Алейт пыталась вспомнить все, что знала о нем. К сожалению, немного, ведь он был таинственным человеком. Его звали Якоб ван Алмангин, у него были когда-то жена и сын, но они утонули. Он долго их оплакивал и пожелал увековечить память о них в триптихе «Потоп», заказанном Йероену несколько лет назад. Он обратился в католическую веру и состоял в Братстве Богоматери, как и ее муж.
Братство, между прочим, занималось организацией религиозных празднеств, В том году они намеревались устроить торжество в честь Благовещения. Репетиции должны были скоро начаться, и в этом Алейт усмотрела единственную возможность встретиться с евреем. Если, конечно, он в городе, ведь дела часто звали его прочь из Хертогенбоса.
Каким-то образом Алейт удалось дотянуть до конца июля, когда Братство собралось на репетицию. Она подбирала наряд с особой тщательностью, надела платье с лифом, рукавами, украшенными прорезями, и широкой юбкой, отделанной кружевом и бахромой. Она расчесала волосы, как всегда, с пробором посередине и надела жемчужную диадему.

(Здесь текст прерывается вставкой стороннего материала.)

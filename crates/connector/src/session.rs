//! Conversation sessions.

use crate::config::ExecutionSettings;
use crate::history::ChatHistory;
use crate::model::Backend;
use crate::orchestrator::Connector;
use crate::Result;
use async_stream::try_stream;
use futures::{Stream, StreamExt};
use std::sync::Arc;
use tokio_util::sync::CancellationToken;
use uuid::Uuid;

/// A conversation: history plus the settings used for every turn.
pub struct Session<B> {
    pub id: Uuid,
    connector: Arc<Connector<B>>,
    history: ChatHistory,
    settings: ExecutionSettings,
}

impl<B: Backend + 'static> Session<B> {
    pub fn new(connector: Arc<Connector<B>>, settings: ExecutionSettings) -> Self {
        let id = Uuid::new_v4();
        tracing::debug!(session = %id, "session started");
        Self {
            id,
            connector,
            history: ChatHistory::new(),
            settings,
        }
    }

    /// Set the system prompt. Only meaningful before the first turn.
    pub fn with_system(mut self, system: impl Into<String>) -> Self {
        self.history = ChatHistory::with_system(system);
        self
    }

    pub fn history(&self) -> &ChatHistory {
        &self.history
    }

    pub fn settings(&self) -> &ExecutionSettings {
        &self.settings
    }

    /// Send a user message and get the assistant's answer.
    pub async fn chat(&mut self, input: &str, cancel: &CancellationToken) -> Result<String> {
        self.history.add_user(input);
        let answer = self
            .connector
            .complete(&mut self.history, &self.settings, cancel)
            .await?;
        self.history.add_assistant(answer.clone());
        Ok(answer)
    }

    /// Like [`Session::chat`], yielding the answer as it is produced.
    ///
    /// The answer is recorded once the stream is exhausted.
    pub fn chat_stream<'a>(
        &'a mut self,
        input: impl Into<String>,
        cancel: CancellationToken,
    ) -> impl Stream<Item = Result<String>> + Send + 'a {
        let input = input.into();
        try_stream! {
            self.history.add_user(input);
            let mut answer = String::new();
            {
                let mut fragments = Box::pin(self.connector.complete_stream(
                    &mut self.history,
                    &self.settings,
                    cancel,
                ));
                while let Some(fragment) = fragments.next().await {
                    let fragment = fragment?;
                    answer.push_str(&fragment);
                    yield fragment;
                }
            }
            self.history.add_assistant(answer);
        }
    }
}
//! Model protocol types and backend trait.

pub mod errors;
pub mod types;

pub use errors::ModelError;
pub use types::{
    Backend, Message, ModelRequest, ModelResponse, Part, Role, SamplingSettings, TextStream,
    ToolCall, ToolResult, ToolSpec, Usage,
};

Явившись в собор Святого Иоанна заранее, Алейт устроилась так, чтобы видеть всех, кто будет приходить. От напряжения ей казалось, будто она горит и мерзнет одновременно. Кавалер Янен ван Бакс, для которого Йероен не так давно нарисовал герб, спросил у нее, есть ли новости о муже. Алейт завела с ним беседу, но была рассеянна. Она постоянно теряла нить разговора, вздрагивала всякий раз при звуке шагов, пот лил с нее градом. Кавалер спросил, что ее беспокоит. Алейт заверила его, что все в порядке, и удалилась под каким-то предлогом. Поэтому она не заметила, как явился еврей.